-------- MATERIAL FOR THE TASK

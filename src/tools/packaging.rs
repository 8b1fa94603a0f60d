//! fedpkg, rpmdev-bumpspec, mock, rpm, koji and kinit.

use anyhow::{Result, bail};
use log::debug;
use regex::Regex;
use std::path::{Path, PathBuf};
use std::sync::LazyLock;

use crate::runtime::{Invocation, Runtime};

use super::run_checked;

/// Marker koji prints once a build finished well.
pub const KOJI_SUCCESS_MARKER: &str = "completed successfully";

static KOJI_TASK_RE: LazyLock<Regex> =
    LazyLock::new(|| Regex::new(r"Task info: (https?://\S+?taskID=\d+)").unwrap());

/// Clone a package's dist-git repository into `dest`.
pub fn fedpkg_clone<R: Runtime>(runtime: &R, package: &str, dest: &Path) -> Result<()> {
    run_checked(
        runtime,
        &Invocation::new("fedpkg").args(["clone", package]).path_arg(dest),
    )?;
    Ok(())
}

/// Build the source rpm of a checkout and return its path.
pub fn fedpkg_srpm<R: Runtime>(runtime: &R, package_dir: &Path) -> Result<PathBuf> {
    run_checked(
        runtime,
        &Invocation::new("fedpkg").arg("srpm").current_dir(package_dir),
    )?;

    let mut srpms = runtime.glob(package_dir, "*.src.rpm")?;
    match srpms.len() {
        1 => Ok(srpms.remove(0)),
        0 => bail!("fedpkg srpm produced no source rpm in {:?}", package_dir),
        n => bail!("Expected one source rpm in {:?}, found {}", package_dir, n),
    }
}

/// Bump the release and add a changelog entry.
pub fn bumpspec<R: Runtime>(
    runtime: &R,
    spec: &Path,
    comment: &str,
    user: Option<&str>,
) -> Result<()> {
    let mut invocation = Invocation::new("rpmdev-bumpspec")
        .args(["-c", comment])
        .path_arg(spec);
    if let Some(user) = user {
        invocation = invocation.args(["-u", user]);
    }
    run_checked(runtime, &invocation)?;
    Ok(())
}

/// Rebuild a source rpm in a mock chroot.
pub fn mock_build<R: Runtime>(runtime: &R, root: &str, srpm: &Path) -> Result<()> {
    run_checked(
        runtime,
        &Invocation::new("mock").args(["-q", "-r", root]).path_arg(srpm),
    )?;
    Ok(())
}

/// Requirements declared by a binary rpm, split on whitespace.
pub fn rpm_requires<R: Runtime>(runtime: &R, rpm: &Path) -> Result<Vec<String>> {
    let out = run_checked(runtime, &Invocation::new("rpm").arg("-qRp").path_arg(rpm))?;
    Ok(out.stdout.split_whitespace().map(String::from).collect())
}

/// Submit a scratch build and wait for it. Returns the task link.
pub fn koji_scratch_build<R: Runtime>(runtime: &R, target: &str, srpm: &Path) -> Result<String> {
    let out = run_checked(
        runtime,
        &Invocation::new("koji")
            .args(["build", "--scratch", "--noprogress", target])
            .path_arg(srpm),
    )?;
    debug!("Koji scratch build output: {}", out.stdout);
    parse_koji_output(&out.stdout)
}

/// Pull the task link out of a finished koji build's output.
pub fn parse_koji_output(output: &str) -> Result<String> {
    if !output.contains(KOJI_SUCCESS_MARKER) {
        bail!(
            "Koji scratch build did not complete successfully. Output: {}",
            output.trim()
        );
    }
    match KOJI_TASK_RE.captures(output) {
        Some(caps) => Ok(caps[1].to_string()),
        None => bail!("Koji build succeeded but printed no task link"),
    }
}

/// Obtain a Kerberos ticket, feeding the password on stdin.
pub fn kinit<R: Runtime>(runtime: &R, principal: &str, password: &str) -> Result<()> {
    run_checked(
        runtime,
        &Invocation::new("kinit")
            .arg(principal)
            .stdin(format!("{}\n", password)),
    )?;
    Ok(())
}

----------------

WORK REQUEST: Your answer should be the listing itself, repeated exactly.

EXPECTED ANSWER:
filename src/tools/packaging.rs
repository 8b1fa94603a0f60d
//! fedpkg, rpmdev-bumpspec, mock, rpm, koji and kinit.

use anyhow::{Result, bail};
use log::debug;
use regex::Regex;
use std::path::{Path, PathBuf};
use std::sync::LazyLock;

use crate::runtime::{Invocation, Runtime};

use super::run_checked;

/// Marker koji prints once a build finished well.
pub const KOJI_SUCCESS_MARKER: &str = "completed successfully";

static KOJI_TASK_RE: LazyLock<Regex> =
    LazyLock::new(|| Regex::new(r"Task info: (https?://\S+?taskID=\d+)").unwrap());

/// Clone a package's dist-git repository into `dest`.
pub fn fedpkg_clone<R: Runtime>(runtime: &R, package: &str, dest: &Path) -> Result<()> {
    run_checked(
        runtime,
        &Invocation::new("fedpkg").args(["clone", package]).path_arg(dest),
    )?;
    Ok(())
}

/// Build the source rpm of a checkout and return its path.
pub fn fedpkg_srpm<R: Runtime>(runtime: &R, package_dir: &Path) -> Result<PathBuf> {
    run_checked(
        runtime,
        &Invocation::new("fedpkg").arg("srpm").current_dir(package_dir),
    )?;

    let mut srpms = runtime.glob(package_dir, "*.src.rpm")?;
    match srpms.len() {
        1 => Ok(srpms.remove(0)),
        0 => bail!("fedpkg srpm produced no source rpm in {:?}", package_dir),
        n => bail!("Expected one source rpm in {:?}, found {}", package_dir, n),
    }
}

/// Bump the release and add a changelog entry.
pub fn bumpspec<R: Runtime>(
    runtime: &R,
    spec: &Path,
    comment: &str,
    user: Option<&str>,
) -> Result<()> {
    let mut invocation = Invocation::new("rpmdev-bumpspec")
        .args(["-c", comment])
        .path_arg(spec);
    if let Some(user) = user {
        invocation = invocation.args(["-u", user]);
    }
    run_checked(runtime, &invocation)?;
    Ok(())
}

/// Rebuild a source rpm in a mock chroot.
pub fn mock_build<R: Runtime>(runtime: &R, root: &str, srpm: &Path) -> Result<()> {
    run_checked(
        runtime,
        &Invocation::new("mock").args(["-q", "-r", root]).path_arg(srpm),
    )?;
    Ok(())
}

/// Requirements declared by a binary rpm, split on whitespace.
pub fn rpm_requires<R: Runtime>(runtime: &R, rpm: &Path) -> Result<Vec<String>> {
    let out = run_checked(runtime, &Invocation::new("rpm").arg("-qRp").path_arg(rpm))?;
    Ok(out.stdout.split_whitespace().map(String::from).collect())
}

/// Submit a scratch build and wait for it. Returns the task link.
pub fn koji_scratch_build<R: Runtime>(runtime: &R, target: &str, srpm: &Path) -> Result<String> {
    let out = run_checked(
        runtime,
        &Invocation::new("koji")
            .args(["build", "--scratch", "--noprogress", target])
            .path_arg(srpm),
    )?;
    debug!("Koji scratch build output: {}", out.stdout);
    parse_koji_output(&out.stdout)
}

/// Pull the task link out of a finished koji build's output.
pub fn parse_koji_output(output: &str) -> Result<String> {
    if !output.contains(KOJI_SUCCESS_MARKER) {
        bail!(
            "Koji scratch build did not complete successfully. Output: {}",
            output.trim()
        );
    }
    match KOJI_TASK_RE.captures(output) {
        Some(caps) => Ok(caps[1].to_string()),
        None => bail!("Koji build succeeded but printed no task link"),
    }
}

/// Obtain a Kerberos ticket, feeding the password on stdin.
pub fn kinit<R: Runtime>(runtime: &R, principal: &str, password: &str) -> Result<()> {
    run_checked(
        runtime,
        &Invocation::new("kinit")
            .arg(principal)
            .stdin(format!("{}\n", password)),
    )?;
    Ok(())
}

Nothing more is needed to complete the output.